Ring Finger Protein 215 Negatively Regulates Type I IFN Production via Blocking NF-κB p65 Activation

Abstract

Abstract Germline-encoded pattern recognition receptors (PRRs) recognize molecules frequently found in pathogens (pathogen-associated molecular patterns [PAMPs]) during viral infection. This process induces production of IFNs, leading to expression of IFN-stimulated genes to establish a cellular antiviral state against viral infection. However, aberrant activation of the IFN system may cause immunopathological damage and systemic autoimmune diseases such as systemic lupus erythematosus. Stringent control of IFN signaling activation is critical for maintaining homoeostasis of the immune system; yet, the mechanisms responsible for its precise regulation remain to be elucidated. In this study, we identified that ring finger protein 215 (RNF215), a zinc finger protein, was upregulated by viral infection in human macrophages.
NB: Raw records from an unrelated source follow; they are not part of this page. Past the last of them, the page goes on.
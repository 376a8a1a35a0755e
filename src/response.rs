use serde::Serialize;
use utoipa::ToSchema;

/// Pagination block of the response envelope. All fields are null for
/// non-list responses.
#[derive(Debug, Serialize, ToSchema, Clone, PartialEq)]
pub struct Meta {
    pub page: Option<i64>,
    pub per_page: Option<i64>,
    pub total: Option<i64>,
    pub total_pages: Option<i64>,
}

impl Meta {
    pub fn new(page: i64, per_page: i64, total: i64) -> Self {
        let total_pages = if per_page > 0 {
            (total + per_page - 1) / per_page
        } else {
            0
        };
        Self {
            page: Some(page),
            per_page: Some(per_page),
            total: Some(total),
            total_pages: Some(total_pages),
        }
    }

    pub fn empty() -> Self {
        Self {
            page: None,
            per_page: None,
            total: None,
            total_pages: None,
        }
    }
}

/// `{ message, data, meta }` envelope shared by every endpoint.
#[derive(Debug, Serialize, ToSchema)]
pub struct ApiResponse<T> {
    pub message: String,
    pub data: Option<T>,
    pub meta: Option<Meta>,
}

impl<T: Serialize> ApiResponse<T> {
    pub fn success(message: impl Into<String>, data: T, meta: Option<Meta>) -> Self {
        Self {
            message: message.into(),
            data: Some(data),
            meta,
        }
    }
}

impl ApiResponse<serde_json::Value> {
    pub fn deleted() -> Self {
        Self::success("Deleted", serde_json::json!({}), Some(Meta::empty()))
    }
}

#[cfg(test)]
mod tests {
    use super::*;

    #[test]
    fn total_pages_rounds_up() {
        assert_eq!(Meta::new(1, 20, 41).total_pages, Some(3));
        assert_eq!(Meta::new(1, 20, 40).total_pages, Some(2));
        assert_eq!(Meta::new(1, 20, 0).total_pages, Some(0));
    }
}
pub async fn create_branch(
    state: &AppState,
    user: &AuthUser,
    company_id: Uuid,
    payload: CreateBranchRequest,
) -> AppResult<ApiResponse<Branch>> {
    ensure_admin(user)?;
    payload.validate()?;

    let id = Uuid::new_v4();
    let txn = state.orm.begin().await?;

    enforce_exclusive::<Branches, _>(&txn, Some(company_id), id, payload.is_main).await?;

    let active = BranchActive {
        id: Set(id),
        company_id: Set(company_id),
        name: Set(payload.name),
        email: Set(blank_to_none(payload.email)),
        address: Set(payload.address.unwrap_or_default()),
        photo: Set(payload.photo.unwrap_or_default()),
        instagram_url: Set(payload.instagram_url.unwrap_or_default()),
        facebook_url: Set(payload.facebook_url.unwrap_or_default()),
        twitter_url: Set(payload.twitter_url.unwrap_or_default()),
        google_business_url: Set(payload.google_business_url.unwrap_or_default()),
        youtube_url: Set(payload.youtube_url.unwrap_or_default()),
        is_main: Set(payload.is_main),
        created_at: NotSet,
        updated_at: NotSet,
    };
    let branch = active.insert(&txn).await?;

    txn.commit().await?;

    audit_write(
        &state.pool,
        user,
        "branch_create",
        "branches",
        serde_json::json!({ "branch_id": branch.id, "company_id": company_id, "is_main": branch.is_main }),
    )
    .await;

    Ok(ApiResponse::success(
        "Branch created",
        branch_from_entity(branch),
        Some(Meta::empty()),
    ))
}
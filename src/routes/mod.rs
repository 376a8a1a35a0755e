use axum::Router;

use crate::state::AppState;

pub mod addresses;
pub mod auth;
pub mod branches;
pub mod catalog;
pub mod companies;
pub mod doc;
pub mod health;
pub mod homepage;
pub mod params;
pub mod products;

// Build the API router without binding state; it will be provided at the top level.
pub fn create_api_router() -> Router<AppState> {
    Router::new()
        .nest("/auth", auth::router())
        .nest("/companies", companies::router())
        .nest("/branches", branches::router())
        .nest("/addresses", addresses::router())
        .nest("/categories", catalog::categories_router())
        .nest("/series", catalog::series_router())
        .nest("/models", catalog::models_router())
        .nest("/products", products::router())
        .nest("/homepage", homepage::router())
}
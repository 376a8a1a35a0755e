use sea_orm::entity::prelude::*;

#[derive(Clone, Debug, PartialEq, DeriveEntityModel)]
#[sea_orm(table_name = "faqs")]
pub struct Model {
    #[sea_orm(primary_key, auto_increment = false)]
    pub id: Uuid,
    pub question: String,
    pub answer: String,
}

#[derive(Copy, Clone, Debug, EnumIter, DeriveRelation)]
pub enum Relation {}

impl ActiveModelBehavior for ActiveModel {}
use sea_orm::entity::prelude::*;

/// The table also carries a `singleton` column (default `TRUE`, unique, checked
/// true) that caps it at one row. It is never written by the application.
#[derive(Clone, Debug, PartialEq, DeriveEntityModel)]
#[sea_orm(table_name = "hero_sections")]
pub struct Model {
    #[sea_orm(primary_key, auto_increment = false)]
    pub id: Uuid,
    pub title: String,
    pub description: String,
    pub image: String,
    pub youtube_url: String,
}

#[derive(Copy, Clone, Debug, EnumIter, DeriveRelation)]
pub enum Relation {}

impl ActiveModelBehavior for ActiveModel {}
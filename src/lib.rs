pub mod audit;
pub mod config;
pub mod db;
pub mod display;
pub mod dto;
pub mod entity;
pub mod error;
pub mod middleware;
pub mod models;
pub mod response;
pub mod routes;
pub mod services;
pub mod state;
pub mod validation;
pub mod youtube;
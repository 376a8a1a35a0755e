use axum::{
    Json, Router,
    extract::{Path, Query, State},
    routing::get,
};
use uuid::Uuid;

use crate::{
    dto::company::{AddressList, CreateAddressRequest, UpdateAddressRequest},
    error::AppResult,
    middleware::auth::AuthUser,
    models::Address,
    response::ApiResponse,
    routes::params::Pagination,
    services::company_service,
    state::AppState,
};

pub fn router() -> Router<AppState> {
    Router::new()
        .route("/", get(list_addresses).post(create_address))
        .route(
            "/{id}",
            get(get_address).put(update_address).delete(delete_address),
        )
}

#[utoipa::path(
    get,
    path = "/api/addresses",
    params(
        ("page" = Option<i64>, Query, description = "Page number, default 1"),
        ("per_page" = Option<i64>, Query, description = "Items per page, default 20"),
    ),
    responses(
        (status = 200, description = "List addresses", body = ApiResponse<AddressList>)
    ),
    tag = "Addresses"
)]
pub async fn list_addresses(
    State(state): State<AppState>,
    Query(pagination): Query<Pagination>,
) -> AppResult<Json<ApiResponse<AddressList>>> {
    let resp = company_service::list_addresses(&state, pagination).await?;
    Ok(Json(resp))
}

#[utoipa::path(
    get,
    path = "/api/addresses/{id}",
    params(("id" = Uuid, Path, description = "Address ID")),
    responses(
        (status = 200, description = "Address", body = ApiResponse<Address>),
        (status = 404, description = "Not Found"),
    ),
    tag = "Addresses"
)]
pub async fn get_address(
    State(state): State<AppState>,
    Path(id): Path<Uuid>,
) -> AppResult<Json<ApiResponse<Address>>> {
    let resp = company_service::get_address(&state, id).await?;
    Ok(Json(resp))
}

#[utoipa::path(
    post,
    path = "/api/addresses",
    request_body = CreateAddressRequest,
    responses(
        (status = 200, description = "Create address", body = ApiResponse<Address>),
        (status = 400, description = "Validation failed"),
        (status = 403, description = "Forbidden"),
    ),
    security(("bearer_auth" = [])),
    tag = "Addresses"
)]
pub async fn create_address(
    State(state): State<AppState>,
    user: AuthUser,
    Json(payload): Json<CreateAddressRequest>,
) -> AppResult<Json<ApiResponse<Address>>> {
    let resp = company_service::create_address(&state, &user, payload).await?;
    Ok(Json(resp))
}

#[utoipa::path(
    put,
    path = "/api/addresses/{id}",
    params(("id" = Uuid, Path, description = "Address ID")),
    request_body = UpdateAddressRequest,
    responses(
        (status = 200, description = "Update address", body = ApiResponse<Address>),
        (status = 400, description = "Validation failed"),
        (status = 403, description = "Forbidden"),
        (status = 404, description = "Not Found"),
    ),
    security(("bearer_auth" = [])),
    tag = "Addresses"
)]
pub async fn update_address(
    State(state): State<AppState>,
    user: AuthUser,
    Path(id): Path<Uuid>,
    Json(payload): Json<UpdateAddressRequest>,
) -> AppResult<Json<ApiResponse<Address>>> {
    let resp = company_service::update_address(&state, &user, id, payload).await?;
    Ok(Json(resp))
}

#[utoipa::path(
    delete,
    path = "/api/addresses/{id}",
    params(("id" = Uuid, Path, description = "Address ID")),
    responses(
        (status = 200, description = "Delete address"),
        (status = 403, description = "Forbidden"),
        (status = 404, description = "Not Found"),
    ),
    security(("bearer_auth" = [])),
    tag = "Addresses"
)]
pub async fn delete_address(
    State(state): State<AppState>,
    user: AuthUser,
    Path(id): Path<Uuid>,
) -> AppResult<Json<ApiResponse<serde_json::Value>>> {
    let resp = company_service::delete_address(&state, &user, id).await?;
    Ok(Json(resp))
}
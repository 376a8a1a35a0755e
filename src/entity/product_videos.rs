use sea_orm::entity::prelude::*;

#[derive(Clone, Debug, PartialEq, DeriveEntityModel)]
#[sea_orm(table_name = "product_videos")]
pub struct Model {
    #[sea_orm(primary_key, auto_increment = false)]
    pub id: Uuid,
    pub product_id: Uuid,
    pub video: Option<String>,
    pub alt_text: Option<String>,
    pub created_at: DateTimeWithTimeZone,
    pub updated_at: DateTimeWithTimeZone,
}

#[derive(Copy, Clone, Debug, EnumIter, DeriveRelation)]
pub enum Relation {
    #[sea_orm(
        belongs_to = "super::products::Entity",
        from = "Column::ProductId",
        to = "super::products::Column::Id",
        on_delete = "Cascade"
    )]
    Products,
}

impl Related<super::products::Entity> for Entity {
    fn to() -> RelationDef {
        Relation::Products.def()
    }
}

impl ActiveModelBehavior for ActiveModel {}
use serde_json::Value;
use uuid::Uuid;

use crate::{db::DbPool, error::AppResult, middleware::auth::AuthUser};

/// One row of `audit_logs`.
#[derive(Debug)]
pub struct AuditEntry<'a> {
    pub user_id: Option<Uuid>,
    pub action: &'a str,
    pub resource: &'a str,
    pub metadata: Value,
}

pub async fn log_audit(pool: &DbPool, entry: AuditEntry<'_>) -> AppResult<()> {
    sqlx::query(
        r#"
        INSERT INTO audit_logs (id, user_id, action, resource, metadata)
        VALUES ($1, $2, $3, $4, $5)
        "#,
    )
    .bind(Uuid::new_v4())
    .bind(entry.user_id)
    .bind(entry.action)
    .bind(entry.resource)
    .bind(entry.metadata)
    .execute(pool)
    .await?;

    Ok(())
}

/// Records an admin write. A failed insert is logged and swallowed so the
/// write itself still succeeds.
pub async fn audit_write(
    pool: &DbPool,
    user: &AuthUser,
    action: &str,
    resource: &str,
    metadata: Value,
) {
    let entry = AuditEntry {
        user_id: Some(user.user_id),
        action,
        resource,
        metadata,
    };
    if let Err(err) = log_audit(pool, entry).await {
        tracing::warn!(error = %err, action, resource, "audit log failed");
    }
}
use serde::{Deserialize, Serialize};
use utoipa::ToSchema;
use uuid::Uuid;
use validator::Validate;

use crate::models::{Category, ModelCategory, SeriesCategory};

#[derive(Debug, Deserialize, ToSchema, Validate)]
pub struct CategoryRequest {
    #[validate(length(min = 1, max = 100, message = "name must be 1-100 characters"))]
    pub name: String,
}

#[derive(Debug, Serialize, ToSchema)]
pub struct CategoryList {
    pub items: Vec<Category>,
}

#[derive(Debug, Deserialize, ToSchema, Validate)]
pub struct CreateSeriesRequest {
    pub category_id: Uuid,
    #[validate(length(min = 1, max = 100, message = "name must be 1-100 characters"))]
    pub name: String,
}

#[derive(Debug, Deserialize, ToSchema, Validate)]
pub struct UpdateSeriesRequest {
    pub category_id: Option<Uuid>,
    #[validate(length(min = 1, max = 100, message = "name must be 1-100 characters"))]
    pub name: Option<String>,
}

#[derive(Debug, Serialize, ToSchema)]
pub struct SeriesList {
    pub items: Vec<SeriesCategory>,
}

/// `category_id` may be omitted; it is taken from the series.
#[derive(Debug, Deserialize, ToSchema, Validate)]
pub struct CreateModelRequest {
    pub series_id: Uuid,
    pub category_id: Option<Uuid>,
    #[validate(length(min = 1, max = 100, message = "name must be 1-100 characters"))]
    pub name: String,
}

#[derive(Debug, Deserialize, ToSchema, Validate)]
pub struct UpdateModelRequest {
    pub series_id: Option<Uuid>,
    #[validate(length(min = 1, max = 100, message = "name must be 1-100 characters"))]
    pub name: Option<String>,
}

#[derive(Debug, Serialize, ToSchema)]
pub struct ModelList {
    pub items: Vec<ModelCategory>,
}

#[derive(Debug, Serialize, ToSchema)]
pub struct SeriesNode {
    pub series: SeriesCategory,
    pub models: Vec<ModelCategory>,
}

#[derive(Debug, Serialize, ToSchema)]
pub struct CategoryTree {
    pub category: Category,
    pub series: Vec<SeriesNode>,
}
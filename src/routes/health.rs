use axum::{Json, extract::State};
use serde::Serialize;
use utoipa::ToSchema;

use crate::{
    response::{ApiResponse, Meta},
    state::AppState,
};

#[derive(Serialize, ToSchema)]
pub struct HealthData {
    pub status: String,
    pub database: String,
    pub version: String,
}

/// Liveness probe. Always answers 200; a failed database ping only marks
/// the service as degraded.
#[utoipa::path(
    get,
    path = "/health",
    responses(
        (status = 200, description = "Service and database status", body = ApiResponse<HealthData>),
    ),
    tag = "Health"
)]
pub async fn health_check(State(state): State<AppState>) -> Json<ApiResponse<HealthData>> {
    let database_up = match sqlx::query("SELECT 1").execute(&state.pool).await {
        Ok(_) => true,
        Err(err) => {
            tracing::warn!(error = %err, "health check database ping failed");
            false
        }
    };

    let data = HealthData {
        status: if database_up { "ok" } else { "degraded" }.to_string(),
        database: if database_up { "up" } else { "down" }.to_string(),
        version: env!("CARGO_PKG_VERSION").to_string(),
    };

    Json(ApiResponse::success(
        "Health check",
        data,
        Some(Meta::empty()),
    ))
}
In addition, we demonstrated that RNF215 inhibited the production of type I IFNs at least in part via interacting with p65, a subunit of NF-κB, and repressed the accumulation of NF-κB in the promoter region of IFNB1. Moreover, we found that the expression of RNF215 negatively correlated with type I IFNs in patients with systemic lupus erythematosus, indicating that RNF215 plays an important role in the pathogenesis of autoimmune diseases. Collectively, our data identified RNF215 as a key negative regulator of type I IFNs and suggested RNF215 as a potential target for intervention in diseases with aberrant IFN production.